* **Listed records**
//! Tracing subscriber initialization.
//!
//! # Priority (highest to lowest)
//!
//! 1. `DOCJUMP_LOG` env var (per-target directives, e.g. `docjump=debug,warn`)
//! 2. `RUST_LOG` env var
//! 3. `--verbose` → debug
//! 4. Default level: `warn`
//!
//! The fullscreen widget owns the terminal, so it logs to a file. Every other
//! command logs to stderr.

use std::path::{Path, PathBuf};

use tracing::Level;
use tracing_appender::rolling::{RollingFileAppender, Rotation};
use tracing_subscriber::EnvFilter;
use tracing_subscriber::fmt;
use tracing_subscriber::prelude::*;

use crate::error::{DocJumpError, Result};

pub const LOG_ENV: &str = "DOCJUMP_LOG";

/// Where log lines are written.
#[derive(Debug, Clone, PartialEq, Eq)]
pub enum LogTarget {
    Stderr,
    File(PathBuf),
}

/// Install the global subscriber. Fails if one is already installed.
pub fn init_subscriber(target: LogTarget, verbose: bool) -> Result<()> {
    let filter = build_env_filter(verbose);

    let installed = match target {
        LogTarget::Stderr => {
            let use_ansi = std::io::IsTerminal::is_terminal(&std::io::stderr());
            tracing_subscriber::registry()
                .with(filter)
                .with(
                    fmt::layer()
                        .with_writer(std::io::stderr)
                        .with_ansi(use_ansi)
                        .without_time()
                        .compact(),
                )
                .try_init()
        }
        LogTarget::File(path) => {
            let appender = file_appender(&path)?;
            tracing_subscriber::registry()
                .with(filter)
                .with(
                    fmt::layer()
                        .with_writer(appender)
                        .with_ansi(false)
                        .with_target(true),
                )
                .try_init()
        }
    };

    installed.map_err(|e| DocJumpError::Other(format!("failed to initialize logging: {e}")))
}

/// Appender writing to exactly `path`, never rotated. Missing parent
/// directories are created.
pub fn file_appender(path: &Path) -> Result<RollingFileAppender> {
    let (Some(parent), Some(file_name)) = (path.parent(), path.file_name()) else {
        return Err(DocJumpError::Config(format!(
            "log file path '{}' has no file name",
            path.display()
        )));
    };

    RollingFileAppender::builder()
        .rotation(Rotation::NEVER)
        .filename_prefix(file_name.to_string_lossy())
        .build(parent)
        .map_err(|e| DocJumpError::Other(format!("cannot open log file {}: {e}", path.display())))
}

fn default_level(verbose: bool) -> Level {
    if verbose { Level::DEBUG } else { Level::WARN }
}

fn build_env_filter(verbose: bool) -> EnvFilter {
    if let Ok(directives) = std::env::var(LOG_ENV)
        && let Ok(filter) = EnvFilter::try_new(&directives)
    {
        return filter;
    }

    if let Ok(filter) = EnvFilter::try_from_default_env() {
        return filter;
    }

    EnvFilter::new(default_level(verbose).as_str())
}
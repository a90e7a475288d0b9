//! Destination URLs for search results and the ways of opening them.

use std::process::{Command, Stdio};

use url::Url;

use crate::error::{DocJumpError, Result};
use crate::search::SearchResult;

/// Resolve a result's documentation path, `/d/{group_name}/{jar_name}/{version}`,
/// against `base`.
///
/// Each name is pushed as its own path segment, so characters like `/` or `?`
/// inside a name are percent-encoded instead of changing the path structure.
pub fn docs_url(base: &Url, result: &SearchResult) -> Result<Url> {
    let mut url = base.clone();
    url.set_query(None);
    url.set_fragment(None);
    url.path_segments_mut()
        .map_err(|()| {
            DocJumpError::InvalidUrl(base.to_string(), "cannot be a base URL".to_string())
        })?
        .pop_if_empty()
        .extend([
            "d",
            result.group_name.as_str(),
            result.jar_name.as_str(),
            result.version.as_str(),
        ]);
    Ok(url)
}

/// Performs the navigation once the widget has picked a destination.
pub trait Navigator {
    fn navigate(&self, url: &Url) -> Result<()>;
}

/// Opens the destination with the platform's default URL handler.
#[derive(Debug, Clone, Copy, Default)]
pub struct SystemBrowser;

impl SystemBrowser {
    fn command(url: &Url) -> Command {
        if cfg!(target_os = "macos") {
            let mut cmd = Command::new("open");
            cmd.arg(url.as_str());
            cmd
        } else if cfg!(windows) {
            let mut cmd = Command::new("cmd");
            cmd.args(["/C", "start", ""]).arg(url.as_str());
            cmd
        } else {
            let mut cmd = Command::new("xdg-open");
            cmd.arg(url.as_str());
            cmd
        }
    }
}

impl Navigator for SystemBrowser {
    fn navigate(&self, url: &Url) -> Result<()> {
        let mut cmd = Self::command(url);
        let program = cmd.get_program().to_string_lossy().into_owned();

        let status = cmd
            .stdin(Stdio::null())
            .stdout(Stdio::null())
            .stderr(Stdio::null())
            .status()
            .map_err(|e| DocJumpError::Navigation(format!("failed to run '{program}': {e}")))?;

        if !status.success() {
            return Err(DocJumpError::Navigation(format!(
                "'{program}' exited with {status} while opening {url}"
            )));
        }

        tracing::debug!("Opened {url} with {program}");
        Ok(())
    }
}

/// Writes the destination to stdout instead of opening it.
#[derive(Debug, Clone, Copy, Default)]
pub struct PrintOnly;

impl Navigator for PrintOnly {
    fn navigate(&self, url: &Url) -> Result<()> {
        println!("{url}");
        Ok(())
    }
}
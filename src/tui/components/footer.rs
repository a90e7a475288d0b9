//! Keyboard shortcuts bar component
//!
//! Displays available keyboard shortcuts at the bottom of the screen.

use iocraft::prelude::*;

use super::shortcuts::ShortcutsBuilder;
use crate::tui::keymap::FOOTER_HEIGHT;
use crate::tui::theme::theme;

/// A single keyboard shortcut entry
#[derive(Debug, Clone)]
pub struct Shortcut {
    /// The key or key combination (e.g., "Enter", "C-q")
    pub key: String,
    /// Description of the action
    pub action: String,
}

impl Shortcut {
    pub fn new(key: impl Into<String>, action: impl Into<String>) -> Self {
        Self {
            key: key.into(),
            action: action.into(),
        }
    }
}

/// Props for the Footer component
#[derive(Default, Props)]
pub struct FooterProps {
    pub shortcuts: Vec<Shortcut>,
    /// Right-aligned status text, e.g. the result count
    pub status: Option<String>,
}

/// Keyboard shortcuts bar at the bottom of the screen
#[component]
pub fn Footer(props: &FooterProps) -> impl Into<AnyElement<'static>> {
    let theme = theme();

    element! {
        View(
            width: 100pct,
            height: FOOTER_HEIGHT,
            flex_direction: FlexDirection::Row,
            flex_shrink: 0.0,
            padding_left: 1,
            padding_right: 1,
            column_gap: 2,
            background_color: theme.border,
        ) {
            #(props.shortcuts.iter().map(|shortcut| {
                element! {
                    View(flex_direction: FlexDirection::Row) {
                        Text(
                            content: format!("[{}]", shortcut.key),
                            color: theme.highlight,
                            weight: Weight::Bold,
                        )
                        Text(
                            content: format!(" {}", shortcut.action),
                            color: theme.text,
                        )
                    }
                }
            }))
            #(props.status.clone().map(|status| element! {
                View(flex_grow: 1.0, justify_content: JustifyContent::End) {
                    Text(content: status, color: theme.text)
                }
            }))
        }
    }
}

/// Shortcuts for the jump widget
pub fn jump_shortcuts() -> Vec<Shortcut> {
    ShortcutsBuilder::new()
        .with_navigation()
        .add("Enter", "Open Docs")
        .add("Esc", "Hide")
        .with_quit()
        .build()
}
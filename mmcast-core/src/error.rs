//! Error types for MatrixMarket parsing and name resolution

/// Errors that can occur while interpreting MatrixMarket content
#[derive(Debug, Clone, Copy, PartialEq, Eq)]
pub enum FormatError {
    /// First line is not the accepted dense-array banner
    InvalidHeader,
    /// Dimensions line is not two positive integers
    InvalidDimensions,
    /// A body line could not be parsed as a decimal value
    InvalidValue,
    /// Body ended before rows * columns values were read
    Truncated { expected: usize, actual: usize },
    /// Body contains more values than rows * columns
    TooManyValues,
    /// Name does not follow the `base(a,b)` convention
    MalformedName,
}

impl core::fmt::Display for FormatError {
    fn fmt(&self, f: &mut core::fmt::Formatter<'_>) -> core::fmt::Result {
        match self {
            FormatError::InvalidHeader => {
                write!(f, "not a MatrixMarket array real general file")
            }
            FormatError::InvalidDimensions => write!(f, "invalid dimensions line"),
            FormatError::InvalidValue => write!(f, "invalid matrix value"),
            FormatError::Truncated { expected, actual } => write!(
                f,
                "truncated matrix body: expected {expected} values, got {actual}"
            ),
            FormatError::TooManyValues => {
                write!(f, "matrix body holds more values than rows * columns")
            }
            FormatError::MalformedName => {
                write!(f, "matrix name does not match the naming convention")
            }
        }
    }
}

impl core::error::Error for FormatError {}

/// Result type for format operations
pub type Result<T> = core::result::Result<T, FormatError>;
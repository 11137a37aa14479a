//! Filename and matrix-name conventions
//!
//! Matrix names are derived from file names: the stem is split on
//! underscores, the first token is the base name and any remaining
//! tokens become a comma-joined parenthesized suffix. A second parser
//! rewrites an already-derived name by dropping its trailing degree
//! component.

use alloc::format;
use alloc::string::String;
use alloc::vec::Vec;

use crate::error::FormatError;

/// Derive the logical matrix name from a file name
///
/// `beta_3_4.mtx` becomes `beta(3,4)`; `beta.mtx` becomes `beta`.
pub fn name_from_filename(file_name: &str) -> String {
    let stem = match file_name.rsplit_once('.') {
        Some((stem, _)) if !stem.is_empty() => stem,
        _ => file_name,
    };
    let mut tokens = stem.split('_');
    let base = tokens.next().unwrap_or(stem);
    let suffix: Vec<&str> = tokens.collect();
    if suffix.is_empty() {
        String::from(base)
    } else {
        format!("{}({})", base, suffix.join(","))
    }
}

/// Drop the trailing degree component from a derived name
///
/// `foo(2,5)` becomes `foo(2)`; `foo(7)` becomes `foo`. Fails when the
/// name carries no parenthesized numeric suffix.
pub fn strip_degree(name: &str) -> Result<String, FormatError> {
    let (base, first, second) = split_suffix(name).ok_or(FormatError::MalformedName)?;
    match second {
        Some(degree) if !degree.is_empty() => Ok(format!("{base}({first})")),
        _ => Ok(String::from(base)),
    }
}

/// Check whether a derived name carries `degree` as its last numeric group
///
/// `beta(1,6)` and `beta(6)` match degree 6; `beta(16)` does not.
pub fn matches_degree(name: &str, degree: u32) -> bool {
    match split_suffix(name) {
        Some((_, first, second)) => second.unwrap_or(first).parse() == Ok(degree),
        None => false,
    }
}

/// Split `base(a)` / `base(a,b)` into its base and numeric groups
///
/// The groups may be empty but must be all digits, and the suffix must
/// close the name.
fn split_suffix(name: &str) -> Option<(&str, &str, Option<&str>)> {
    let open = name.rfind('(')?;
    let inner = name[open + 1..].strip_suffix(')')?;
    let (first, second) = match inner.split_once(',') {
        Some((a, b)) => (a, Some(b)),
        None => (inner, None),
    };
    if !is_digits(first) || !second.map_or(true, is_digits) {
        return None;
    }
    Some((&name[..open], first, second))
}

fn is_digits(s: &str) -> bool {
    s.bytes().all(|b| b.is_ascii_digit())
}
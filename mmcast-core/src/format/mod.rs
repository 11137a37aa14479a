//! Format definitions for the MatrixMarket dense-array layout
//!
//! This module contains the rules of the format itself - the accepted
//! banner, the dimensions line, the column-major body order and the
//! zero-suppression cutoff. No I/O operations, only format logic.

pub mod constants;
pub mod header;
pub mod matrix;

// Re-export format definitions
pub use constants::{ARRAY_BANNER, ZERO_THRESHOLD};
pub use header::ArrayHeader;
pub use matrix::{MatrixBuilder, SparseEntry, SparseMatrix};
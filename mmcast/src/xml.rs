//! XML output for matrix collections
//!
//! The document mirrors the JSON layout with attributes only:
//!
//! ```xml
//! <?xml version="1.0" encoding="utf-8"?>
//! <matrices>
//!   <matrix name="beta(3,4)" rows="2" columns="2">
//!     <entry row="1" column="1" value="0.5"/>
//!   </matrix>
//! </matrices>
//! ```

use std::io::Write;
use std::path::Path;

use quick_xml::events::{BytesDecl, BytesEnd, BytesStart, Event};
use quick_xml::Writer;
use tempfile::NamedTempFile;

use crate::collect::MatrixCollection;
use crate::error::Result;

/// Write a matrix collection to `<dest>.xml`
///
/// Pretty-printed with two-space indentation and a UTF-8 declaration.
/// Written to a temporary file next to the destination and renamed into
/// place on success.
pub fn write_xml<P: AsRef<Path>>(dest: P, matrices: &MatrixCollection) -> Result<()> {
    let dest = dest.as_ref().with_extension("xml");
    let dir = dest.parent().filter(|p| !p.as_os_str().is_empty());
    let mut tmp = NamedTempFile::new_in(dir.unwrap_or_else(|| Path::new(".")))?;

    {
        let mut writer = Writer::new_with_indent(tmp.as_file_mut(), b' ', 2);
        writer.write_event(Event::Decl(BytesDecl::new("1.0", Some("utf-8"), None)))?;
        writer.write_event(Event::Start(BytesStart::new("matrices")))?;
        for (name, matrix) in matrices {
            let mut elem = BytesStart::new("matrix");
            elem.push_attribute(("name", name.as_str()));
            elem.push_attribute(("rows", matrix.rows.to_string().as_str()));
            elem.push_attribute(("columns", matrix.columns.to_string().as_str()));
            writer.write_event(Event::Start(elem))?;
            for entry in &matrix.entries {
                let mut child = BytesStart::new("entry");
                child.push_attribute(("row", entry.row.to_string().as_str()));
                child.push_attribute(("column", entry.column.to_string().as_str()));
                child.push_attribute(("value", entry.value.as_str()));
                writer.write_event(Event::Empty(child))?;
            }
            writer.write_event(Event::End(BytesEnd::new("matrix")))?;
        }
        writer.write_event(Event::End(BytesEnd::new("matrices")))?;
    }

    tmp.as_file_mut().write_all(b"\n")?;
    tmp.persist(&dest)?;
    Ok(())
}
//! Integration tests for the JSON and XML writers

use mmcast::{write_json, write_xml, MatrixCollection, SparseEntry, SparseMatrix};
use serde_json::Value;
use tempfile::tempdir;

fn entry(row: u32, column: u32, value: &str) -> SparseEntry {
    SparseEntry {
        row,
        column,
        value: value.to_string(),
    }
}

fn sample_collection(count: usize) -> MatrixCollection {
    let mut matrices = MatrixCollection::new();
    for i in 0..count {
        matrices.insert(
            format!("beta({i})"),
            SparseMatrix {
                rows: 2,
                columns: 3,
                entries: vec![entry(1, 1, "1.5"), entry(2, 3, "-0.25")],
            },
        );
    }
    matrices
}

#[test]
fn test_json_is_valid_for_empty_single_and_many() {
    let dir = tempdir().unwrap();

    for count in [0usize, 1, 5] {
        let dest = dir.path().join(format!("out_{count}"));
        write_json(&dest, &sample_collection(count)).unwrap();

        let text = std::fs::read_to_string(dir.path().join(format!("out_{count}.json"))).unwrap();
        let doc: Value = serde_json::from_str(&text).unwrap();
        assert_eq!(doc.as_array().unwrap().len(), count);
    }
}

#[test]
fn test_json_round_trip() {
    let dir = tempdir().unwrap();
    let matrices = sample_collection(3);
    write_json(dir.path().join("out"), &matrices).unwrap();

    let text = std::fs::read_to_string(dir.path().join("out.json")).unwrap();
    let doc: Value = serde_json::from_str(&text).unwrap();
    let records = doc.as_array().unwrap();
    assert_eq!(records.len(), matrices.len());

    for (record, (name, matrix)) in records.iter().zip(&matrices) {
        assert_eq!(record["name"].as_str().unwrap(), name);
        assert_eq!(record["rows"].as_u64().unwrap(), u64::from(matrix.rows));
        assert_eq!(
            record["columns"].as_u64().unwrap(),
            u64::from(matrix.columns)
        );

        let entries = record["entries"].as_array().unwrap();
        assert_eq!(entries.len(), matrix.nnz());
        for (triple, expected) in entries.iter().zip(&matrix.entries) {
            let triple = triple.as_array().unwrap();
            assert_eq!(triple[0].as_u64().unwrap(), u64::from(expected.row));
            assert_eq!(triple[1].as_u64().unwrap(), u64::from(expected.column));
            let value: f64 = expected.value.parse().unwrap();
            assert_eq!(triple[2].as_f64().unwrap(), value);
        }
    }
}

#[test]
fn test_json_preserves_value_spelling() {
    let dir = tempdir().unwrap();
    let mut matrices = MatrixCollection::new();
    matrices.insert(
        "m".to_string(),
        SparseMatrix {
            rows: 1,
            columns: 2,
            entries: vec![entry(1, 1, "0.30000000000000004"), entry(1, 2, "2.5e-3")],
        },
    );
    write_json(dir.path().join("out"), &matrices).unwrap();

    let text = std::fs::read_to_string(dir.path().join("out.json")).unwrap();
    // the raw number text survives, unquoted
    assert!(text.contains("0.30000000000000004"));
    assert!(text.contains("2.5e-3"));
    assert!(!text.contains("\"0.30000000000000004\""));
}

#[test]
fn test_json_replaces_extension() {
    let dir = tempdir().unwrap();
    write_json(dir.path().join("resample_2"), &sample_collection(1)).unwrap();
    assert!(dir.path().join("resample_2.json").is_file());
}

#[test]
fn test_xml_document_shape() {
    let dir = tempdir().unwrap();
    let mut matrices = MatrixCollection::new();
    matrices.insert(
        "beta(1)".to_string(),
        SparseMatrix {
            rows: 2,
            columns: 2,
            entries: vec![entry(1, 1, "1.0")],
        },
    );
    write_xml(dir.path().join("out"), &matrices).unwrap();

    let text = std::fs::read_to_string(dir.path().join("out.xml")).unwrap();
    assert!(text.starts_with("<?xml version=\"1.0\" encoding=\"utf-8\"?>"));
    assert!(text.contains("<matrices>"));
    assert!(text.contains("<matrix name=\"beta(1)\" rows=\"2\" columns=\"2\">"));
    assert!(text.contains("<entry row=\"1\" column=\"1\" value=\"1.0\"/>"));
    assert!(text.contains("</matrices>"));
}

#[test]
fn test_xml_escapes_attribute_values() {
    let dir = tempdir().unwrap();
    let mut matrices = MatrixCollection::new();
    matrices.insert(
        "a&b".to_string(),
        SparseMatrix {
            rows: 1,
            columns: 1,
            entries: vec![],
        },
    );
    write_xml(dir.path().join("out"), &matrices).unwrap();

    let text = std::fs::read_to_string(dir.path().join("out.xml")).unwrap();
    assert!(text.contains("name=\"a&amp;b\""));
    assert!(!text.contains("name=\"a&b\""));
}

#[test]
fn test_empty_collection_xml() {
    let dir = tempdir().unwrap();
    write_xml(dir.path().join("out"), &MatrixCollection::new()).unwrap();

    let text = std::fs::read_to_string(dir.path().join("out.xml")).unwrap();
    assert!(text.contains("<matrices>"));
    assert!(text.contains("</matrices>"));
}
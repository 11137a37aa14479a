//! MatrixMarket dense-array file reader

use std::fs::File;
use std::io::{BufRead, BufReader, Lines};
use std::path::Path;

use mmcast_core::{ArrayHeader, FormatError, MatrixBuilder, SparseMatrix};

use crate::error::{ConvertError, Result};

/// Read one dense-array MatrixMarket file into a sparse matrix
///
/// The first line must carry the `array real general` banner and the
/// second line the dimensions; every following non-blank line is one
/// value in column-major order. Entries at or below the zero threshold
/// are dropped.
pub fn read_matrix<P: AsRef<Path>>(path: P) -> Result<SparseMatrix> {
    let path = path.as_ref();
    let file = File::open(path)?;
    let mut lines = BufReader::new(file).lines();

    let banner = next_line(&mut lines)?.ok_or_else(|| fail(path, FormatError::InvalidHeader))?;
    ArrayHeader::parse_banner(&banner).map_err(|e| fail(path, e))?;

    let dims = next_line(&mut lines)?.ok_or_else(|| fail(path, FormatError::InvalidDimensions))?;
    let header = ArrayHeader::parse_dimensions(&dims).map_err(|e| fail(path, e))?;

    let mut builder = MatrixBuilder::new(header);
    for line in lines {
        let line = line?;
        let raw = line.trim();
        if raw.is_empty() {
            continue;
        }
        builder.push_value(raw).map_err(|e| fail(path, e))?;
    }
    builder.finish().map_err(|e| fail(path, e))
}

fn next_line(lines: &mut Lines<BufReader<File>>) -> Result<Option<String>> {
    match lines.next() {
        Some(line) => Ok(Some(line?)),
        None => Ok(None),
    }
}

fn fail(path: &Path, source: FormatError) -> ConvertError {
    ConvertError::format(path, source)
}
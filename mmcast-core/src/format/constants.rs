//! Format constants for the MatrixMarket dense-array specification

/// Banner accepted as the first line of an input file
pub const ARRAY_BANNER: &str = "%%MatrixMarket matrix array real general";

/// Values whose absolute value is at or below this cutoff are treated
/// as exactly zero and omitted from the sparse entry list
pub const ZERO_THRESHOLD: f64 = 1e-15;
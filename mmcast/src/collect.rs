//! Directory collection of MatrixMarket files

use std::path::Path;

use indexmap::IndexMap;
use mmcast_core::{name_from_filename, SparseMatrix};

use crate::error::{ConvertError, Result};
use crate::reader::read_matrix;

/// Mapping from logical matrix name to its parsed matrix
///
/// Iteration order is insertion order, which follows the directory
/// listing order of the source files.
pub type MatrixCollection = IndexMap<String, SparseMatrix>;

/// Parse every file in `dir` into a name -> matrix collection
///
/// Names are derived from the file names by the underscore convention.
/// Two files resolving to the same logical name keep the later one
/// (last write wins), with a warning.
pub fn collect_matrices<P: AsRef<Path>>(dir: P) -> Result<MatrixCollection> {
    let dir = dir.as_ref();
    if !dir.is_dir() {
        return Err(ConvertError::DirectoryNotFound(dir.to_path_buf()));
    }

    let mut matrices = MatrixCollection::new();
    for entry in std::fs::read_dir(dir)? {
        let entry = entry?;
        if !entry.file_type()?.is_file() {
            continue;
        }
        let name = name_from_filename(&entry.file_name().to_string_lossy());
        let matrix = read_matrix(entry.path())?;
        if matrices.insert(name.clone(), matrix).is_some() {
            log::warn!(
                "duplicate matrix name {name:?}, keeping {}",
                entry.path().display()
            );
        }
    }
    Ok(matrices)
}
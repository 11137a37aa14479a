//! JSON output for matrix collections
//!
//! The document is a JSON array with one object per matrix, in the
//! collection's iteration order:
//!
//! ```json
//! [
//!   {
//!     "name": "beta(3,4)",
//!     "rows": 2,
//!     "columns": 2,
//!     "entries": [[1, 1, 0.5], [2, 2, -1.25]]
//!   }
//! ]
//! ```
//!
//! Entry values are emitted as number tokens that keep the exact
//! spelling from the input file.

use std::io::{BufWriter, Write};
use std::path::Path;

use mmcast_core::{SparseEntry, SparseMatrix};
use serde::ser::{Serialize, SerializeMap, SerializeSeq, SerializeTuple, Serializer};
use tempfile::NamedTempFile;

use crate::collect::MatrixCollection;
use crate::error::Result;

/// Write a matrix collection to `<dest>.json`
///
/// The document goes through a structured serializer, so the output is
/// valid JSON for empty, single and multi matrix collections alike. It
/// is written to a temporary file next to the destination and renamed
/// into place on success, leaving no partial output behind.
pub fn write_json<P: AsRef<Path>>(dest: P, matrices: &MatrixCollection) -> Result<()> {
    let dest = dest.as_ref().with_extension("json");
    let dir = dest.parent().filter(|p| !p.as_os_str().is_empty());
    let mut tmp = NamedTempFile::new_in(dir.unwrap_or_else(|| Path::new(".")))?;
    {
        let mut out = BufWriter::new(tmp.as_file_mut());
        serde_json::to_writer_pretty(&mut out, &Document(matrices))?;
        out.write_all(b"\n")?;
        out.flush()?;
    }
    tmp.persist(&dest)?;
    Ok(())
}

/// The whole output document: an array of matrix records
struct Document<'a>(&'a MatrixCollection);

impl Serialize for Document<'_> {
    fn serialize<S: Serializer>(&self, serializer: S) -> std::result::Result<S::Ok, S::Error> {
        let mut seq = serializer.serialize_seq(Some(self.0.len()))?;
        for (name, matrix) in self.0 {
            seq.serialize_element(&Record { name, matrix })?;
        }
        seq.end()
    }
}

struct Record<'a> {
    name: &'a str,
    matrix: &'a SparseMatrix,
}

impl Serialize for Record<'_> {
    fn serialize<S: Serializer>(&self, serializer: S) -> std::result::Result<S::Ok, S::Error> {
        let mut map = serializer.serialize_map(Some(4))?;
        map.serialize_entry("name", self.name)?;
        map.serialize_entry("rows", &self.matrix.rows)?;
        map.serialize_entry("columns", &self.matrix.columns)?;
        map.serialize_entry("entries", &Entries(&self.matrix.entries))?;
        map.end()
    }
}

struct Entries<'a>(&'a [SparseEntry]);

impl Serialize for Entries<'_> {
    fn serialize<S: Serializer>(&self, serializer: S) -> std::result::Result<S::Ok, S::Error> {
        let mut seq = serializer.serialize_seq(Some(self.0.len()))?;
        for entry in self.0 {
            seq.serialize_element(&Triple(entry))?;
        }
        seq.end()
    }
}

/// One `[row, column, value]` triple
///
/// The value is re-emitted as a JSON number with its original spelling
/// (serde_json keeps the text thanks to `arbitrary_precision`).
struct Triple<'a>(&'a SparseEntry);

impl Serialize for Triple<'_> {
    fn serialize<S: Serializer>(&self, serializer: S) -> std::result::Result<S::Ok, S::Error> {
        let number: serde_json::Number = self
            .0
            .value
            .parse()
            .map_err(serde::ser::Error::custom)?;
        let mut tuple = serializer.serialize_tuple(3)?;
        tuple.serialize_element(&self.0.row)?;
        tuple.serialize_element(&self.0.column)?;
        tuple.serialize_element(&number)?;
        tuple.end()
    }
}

* **About this exercise**
The answer must be every line of the records above that holds the word "collections".

* **Answer**
//! XML output for matrix collections
//! JSON output for matrix collections
/// valid JSON for empty, single and multi matrix collections alike. It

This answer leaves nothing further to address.